//! ModelZoo Core - metadata, destinations and the ambient facilities
//!
//! This crate provides the backend-independent half of model persistence:
//! - `PersistableMetadata` / `StagingContext` and the self-delimiting metadata frame
//! - Destination resolution (`file://`, `oss://`, bare table names)
//! - The caller `Session`
//! - Configuration loaded from TOML
//! - The canonical error facility (`ExError`, `ExErrorKind`)
//! - The structured logging facility

pub mod config;
pub mod destination;
pub mod errors;
pub mod logging_facility;
pub mod model;
pub mod session;

// Re-export commonly used types
pub use config::ModelZooConfig;
pub use destination::{resolve, Backend, Destination, Direction};
pub use errors::{ExError, ExErrorKind, PersistError, Result};
pub use model::{PersistableMetadata, StagingContext};
pub use session::Session;
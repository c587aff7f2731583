//! Table-backed append-only blobs ("sqlfs")
//!
//! A blob is a SQL table `(id INTEGER PRIMARY KEY, block TEXT)` whose rows,
//! read in `id` order and base64-decoded, concatenate to the blob's bytes.
//!
//! Provides:
//! - `BlobHandle` / `BlobWriter` / `BlobReader` traits (the seam adapters depend on)
//! - `BlobGuard`, which closes a blob exactly once on every exit path
//! - `SqlFsWriter` / `SqlFsReader` over SQLite

mod guard;
mod reader;
mod writer;

use crate::errors::Result;
use std::io::{Read, Write};
use thiserror::Error;

pub use guard::BlobGuard;
pub use reader::SqlFsReader;
pub use writer::SqlFsWriter;

/// A blob that must be explicitly closed
pub trait BlobHandle {
    /// Finalize the blob. Calling it twice is an error.
    fn close(&mut self) -> Result<()>;

    /// Release the blob on an error path. Blobs that can discard partial
    /// contents do so here; the default is a plain `close`.
    fn abort(&mut self) -> Result<()> {
        self.close()
    }
}

/// A writable blob stream
pub trait BlobWriter: Write + BlobHandle {}
impl<T: Write + BlobHandle> BlobWriter for T {}

/// A readable blob stream
pub trait BlobReader: Read + BlobHandle {}
impl<T: Read + BlobHandle> BlobReader for T {}

/// Low-level sqlfs failures, surfaced through `std::io::Error` on the
/// stream traits and through `ExError` everywhere else
#[derive(Debug, Error)]
pub enum BlobError {
    #[error("sqlite: {0}")]
    Sqlite(#[from] rusqlite::Error),

    #[error("block {id} is not valid base64: {source}")]
    Corrupt {
        id: i64,
        #[source]
        source: base64::DecodeError,
    },

    #[error("blob is already closed")]
    Closed,
}

impl From<BlobError> for std::io::Error {
    fn from(err: BlobError) -> Self {
        let kind = match err {
            BlobError::Corrupt { .. } => std::io::ErrorKind::InvalidData,
            _ => std::io::ErrorKind::Other,
        };
        std::io::Error::new(kind, err)
    }
}

/// Quote a table name as a single SQL identifier
pub(crate) fn quote_identifier(name: &str) -> String {
    format!("\"{}\"", name.replace('"', "\"\""))
}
═══
Locate all lines in the listing above with the word "crate". Copy them.

//! This crate provides the backend-independent half of model persistence:
use crate::errors::Result;
pub(crate) fn quote_identifier(name: &str) -> String {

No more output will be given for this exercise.